I also love meditation, which I never thought I would say. I resisted meditation for years even after I left the Mayo Clinic. I tried to meditate but all I would think about was pain. I had to think outside the box so I went to Barnes and Noble and Amazon and bought meditation CD’s. I bought CD’s that walked me through guided imagery. I needed to listen to someone tell me what to do, not just sit in silence and be with my own thoughts. Some CD’s walked me through a meditation that brought me to the moon or the beach and eventually (took a lot of practice) I learned to truly enjoy meditating and did not look for results. If you are looking for results aka relief of pain from anything you do including meditation you will sadly fail. Many people practice meditation/yoga and have never experienced any sort of chronic pain. I go into meditation/exercise/eating well with the thoughts that all are good for me instead of thinking : “hmmmm this better help my chronic pain.”
Sleep is obviously essential. However, sleep is hard to come by when you have chronic pain. One cannot fall asleep because he or she is thinking about pain and then the lack of sleep causes their pain levels to rise the following day. It is a double edge sword. First off, do not have a clock near your bed or even in eye sight of your sleeping quarters. I do not know about you but when I am unable to sleep, I continue to look at the clock and count down the number of hours I am losing as the time slips by. I do not think it is a good idea to do anything extremely active before sleep. Reading helps me a ton and calms my worries. I am blessed to enjoy reading. However, there is something called yoga nidra that is the meditative heart of yoga and can help save you from your sleep problems. I have had so many readers tell me that yoga nidra saved their lives. Google yoga nidra and you will see that it is not yoga at all. You lie down, put a CD in your CD player or listen to an I Tunes yoga nidra soundtrack and drift off to wherever the nidra takes you. It takes a couple of times to work but once it does, you will be addicted to something ridiculously healthy. Twenty minutes of yoga nidra is about the equivalent to four or five hours of actual sleep. You will open your eyes and feel drugged in a way the first time it works for you and then ten minutes later you will feel very awake and alive.
I do not talk about pain and every time I begin to think about pain I distract myself with something even if that is an episode of the Bachelor. I cannot express the beauty of distractions!!!!! You must distract yourself with something that you enjoy over and over again. You will soon train your brain to not think about pain. Please have a talk with the people you love and explain that you no longer want to talk about pain because you are working on not thinking about your ailment. However, explain that the pain is still there and when you are in extreme pain (a word I urge you not to use when it comes to your chronic pain) tell your loved ones you are having a difficult day. Explain in advance what a difficult day is so they know what the hell you are talking about.

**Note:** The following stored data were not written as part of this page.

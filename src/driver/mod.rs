//! Marionette driver module.
//!
//! This module turns configuration into a connected [`Browser`].
//!
//! # Components
//!
//! | Type | Description |
//! |------|-------------|
//! | [`Driver`] | Session factory |
//! | [`DriverBuilder`] | Fluent configuration builder |
//! | [`Browser`] | Connected session plus event channel |
//! | [`PreferenceStore`] | Port discovery and capability flags |
//! | [`Launcher`] | Starts the browser process |
//!
//! # Example
//!
//! ```no_run
//! use firefox_marionette::{Driver, Result};
//!
//! # async fn example() -> Result<()> {
//! let browser = Driver::builder().build()?.connect().await?;
//!
//! browser.session().navigate("https://example.com").await?;
//! browser.close().await;
//! # Ok(())
//! # }
//! ```

// ============================================================================
// Submodules
// ============================================================================

/// Script assets injected into the remote runtime.
pub mod assets;

/// Connected browser handle.
pub mod browser;

/// Fluent builder pattern for driver configuration.
pub mod builder;

/// Session bootstrap.
pub mod core;

/// Browser process collaborators.
pub mod launcher;

/// Preference store.
pub mod preferences;

// ============================================================================
// Re-exports
// ============================================================================

pub use browser::Browser;
pub use builder::DriverBuilder;
pub use core::{DEFAULT_MARIONETTE_PORT, Driver};
pub use launcher::{BrowserProcess, Launcher};
pub use preferences::{MemoryPreferences, PreferenceStore, PreferenceValue};
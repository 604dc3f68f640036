//! JavaScript execution methods.

use serde_json::Value;
use tracing::debug;
use uuid::Uuid;

use crate::browser::Element;
use crate::error::Result;
use crate::protocol::{Command, Reply, ScriptParams};

use super::Session;

// ============================================================================
// Script
// ============================================================================

/// A script to evaluate in the current context.
///
/// The body is a function body: use `return` to produce a value and
/// `arguments[i]` to read positional arguments. Asynchronous scripts
/// finish by calling the last argument (`arguments[arguments.length - 1]`).
///
/// # Example
///
/// ```ignore
/// use firefox_marionette::Script;
///
/// let sum = session
///     .execute_script(&Script::new("return arguments[0] + arguments[1]").arg(2).arg(3))
///     .await?;
/// ```
#[derive(Debug, Clone, PartialEq, Default)]
pub struct Script {
    params: ScriptParams,
    asynchronous: bool,
}

impl Script {
    /// Creates a synchronous script.
    #[must_use]
    pub fn new(body: impl Into<String>) -> Self {
        Self {
            params: ScriptParams {
                script: body.into(),
                ..ScriptParams::default()
            },
            asynchronous: false,
        }
    }

    /// Appends a positional argument.
    #[must_use]
    pub fn arg(mut self, value: impl Into<Value>) -> Self {
        self.params.args.push(value.into());
        self
    }

    /// Appends several positional arguments.
    #[must_use]
    pub fn args<I, V>(mut self, values: I) -> Self
    where
        I: IntoIterator<Item = V>,
        V: Into<Value>,
    {
        self.params.args.extend(values.into_iter().map(Into::into));
        self
    }

    /// Appends an element argument, received as a DOM node.
    #[must_use]
    pub fn element(mut self, element: &Element) -> Self {
        self.params.args.push(element.to_script_arg());
        self
    }

    /// Sets the source name shown in remote stack traces.
    #[must_use]
    pub fn filename(mut self, name: impl Into<String>) -> Self {
        self.params.filename = Some(name.into());
        self
    }

    /// Evaluates in a named sandbox.
    #[must_use]
    pub fn sandbox(mut self, name: impl Into<String>) -> Self {
        self.params.sandbox = Some(name.into());
        self
    }

    /// Discards any existing sandbox of the same name first.
    #[must_use]
    pub fn new_sandbox(mut self, fresh: bool) -> Self {
        self.params.new_sandbox = fresh;
        self
    }

    /// Evaluates in a freshly created sandbox with a random name.
    #[must_use]
    pub fn in_fresh_sandbox(self) -> Self {
        self.sandbox(Uuid::new_v4().to_string()).new_sandbox(true)
    }

    /// Marks the script as asynchronous.
    #[must_use]
    pub fn asynchronous(mut self) -> Self {
        self.asynchronous = true;
        self
    }

    /// Returns the function body.
    #[inline]
    #[must_use]
    pub fn body(&self) -> &str {
        &self.params.script
    }

    /// Returns `true` for asynchronous scripts.
    #[inline]
    #[must_use]
    pub fn is_async(&self) -> bool {
        self.asynchronous
    }

    fn to_command(&self) -> Command {
        if self.asynchronous {
            Command::ExecuteAsyncScript(self.params.clone())
        } else {
            Command::ExecuteScript(self.params.clone())
        }
    }
}

// ============================================================================
// Session - Script Execution
// ============================================================================

impl Session {
    /// Evaluates a script and returns the raw reply.
    ///
    /// A script error is returned as data in [`Reply::error`].
    ///
    /// # Errors
    ///
    /// Connection failures only.
    pub async fn execute_script_reply(&self, script: &Script) -> Result<Reply> {
        debug!(
            script_len = script.body().len(),
            is_async = script.is_async(),
            "Executing script"
        );
        self.send(script.to_command()).await
    }

    /// Evaluates a script and returns its value.
    ///
    /// # Errors
    ///
    /// Returns [`Error::Remote`](crate::Error::Remote) if the script threw.
    pub async fn execute_script(&self, script: &Script) -> Result<Value> {
        self.execute_script_reply(script).await?.into_value()
    }

    /// Evaluates a synchronous script body without arguments.
    ///
    /// # Example
    ///
    /// ```ignore
    /// let title = session.execute("return document.title").await?;
    /// ```
    pub async fn execute(&self, body: &str) -> Result<Value> {
        self.execute_script(&Script::new(body)).await
    }

    /// Evaluates an asynchronous script body with arguments.
    pub async fn execute_async_script(&self, body: &str, args: Vec<Value>) -> Result<Value> {
        self.execute_script(&Script::new(body).args(args).asynchronous())
            .await
    }

    /// Checks whether a global object path resolves in the current context.
    ///
    /// Uses a guarded `typeof` probe, so a missing intermediate object reads
    /// as absent instead of raising.
    ///
    /// # Example
    ///
    /// ```ignore
    /// if session.object_exists("window.jQuery.fn").await? {
    ///     // ...
    /// }
    /// ```
    pub async fn object_exists(&self, path: &str) -> Result<bool> {
        let reply = self.execute_script_reply(&Script::new(probe_script(path))).await?;

        if reply.is_error() {
            debug!(path, "Existence probe raised");
            return Ok(false);
        }

        Ok(match reply.value() {
            Value::String(kind) => kind != "undefined",
            Value::Null => false,
            _ => true,
        })
    }
}

// ============================================================================
// Helper Functions
// ============================================================================

fn probe_script(path: &str) -> String {
    format!("try {{ return typeof({path}); }} catch (e) {{ return 'undefined'; }}")
}

// ============================================================================
// Tests
// ============================================================================

#[cfg(test)]
mod tests {
    use super::*;

    use serde_json::json;

    use crate::transport::stub::{
        StubServer, command_name, command_params, connect_client, reply_err, reply_ok,
    };

    #[test]
    fn test_fresh_sandbox_gets_unique_name() {
        let a = Script::new("return 1").in_fresh_sandbox();
        let b = Script::new("return 1").in_fresh_sandbox();

        assert!(a.params.new_sandbox);
        assert!(a.params.sandbox.is_some());
        assert_ne!(a.params.sandbox, b.params.sandbox);
    }

    #[test]
    fn test_probe_script_is_guarded() {
        assert_eq!(
            probe_script("window.foo.bar"),
            "try { return typeof(window.foo.bar); } catch (e) { return 'undefined'; }"
        );
    }

    #[tokio::test]
    async fn test_execute_script_sends_args() {
        let server = StubServer::start(|command| vec![reply_ok(command, json!({ "value": 5 }))]).await;
        let session = Session::new(connect_client(&server).await);

        let script = Script::new("return arguments[0] + arguments[1]").args([2, 3]);
        let value = session.execute_script(&script).await.expect("script");

        assert_eq!(value, json!(5));
        let sent = &server.received()[0];
        assert_eq!(command_name(sent), "WebDriver:ExecuteScript");
        assert_eq!(command_params(sent)["args"], json!([2, 3]));
    }

    #[tokio::test]
    async fn test_async_script_uses_async_command() {
        let server = StubServer::ok().await;
        let session = Session::new(connect_client(&server).await);

        session
            .execute_async_script("arguments[0]()", vec![])
            .await
            .expect("script");

        assert_eq!(server.received_names(), vec!["WebDriver:ExecuteAsyncScript"]);
    }

    #[tokio::test]
    async fn test_script_error_is_data_in_reply_form() {
        let server = StubServer::start(|command| {
            vec![reply_err(command, "javascript error", "ReferenceError: x is not defined")]
        })
        .await;
        let session = Session::new(connect_client(&server).await);

        let reply = session
            .execute_script_reply(&Script::new("return x"))
            .await
            .expect("reply");
        assert!(reply.is_error());

        let err = session.execute("return x").await.unwrap_err();
        assert!(err.is_remote());
    }

    #[tokio::test]
    async fn test_object_exists() {
        let server = StubServer::start(|command| {
            let script = command_params(command)["script"].as_str().unwrap_or_default().to_string();
            if script.contains("window.present") {
                vec![reply_ok(command, json!({ "value": "object" }))]
            } else if script.contains("window.raises") {
                vec![reply_err(command, "javascript error", "boom")]
            } else if script.contains("window.nothing") {
                vec![reply_ok(command, json!({ "value": null }))]
            } else {
                vec![reply_ok(command, json!({ "value": "undefined" }))]
            }
        })
        .await;
        let session = Session::new(connect_client(&server).await);

        assert!(session.object_exists("window.present").await.expect("probe"));
        assert!(!session.object_exists("window.absent").await.expect("probe"));
        assert!(!session.object_exists("window.raises").await.expect("probe"));
        assert!(!session.object_exists("window.nothing").await.expect("probe"));
    }
}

All of this takes time!!! You must be ready and even if you just start incorporating one or two of my strategies into your daily life, I truly think you will see a difference. I have been practicing these tools for years and it took a long time to see results (w/out) looking for them but I am a person who had brain surgery, came close to ending my life because I hated my life with chronic pain to a happy, healthy thirty four year old woman who still has chronic pain but does not allow it to interfere with her happiness.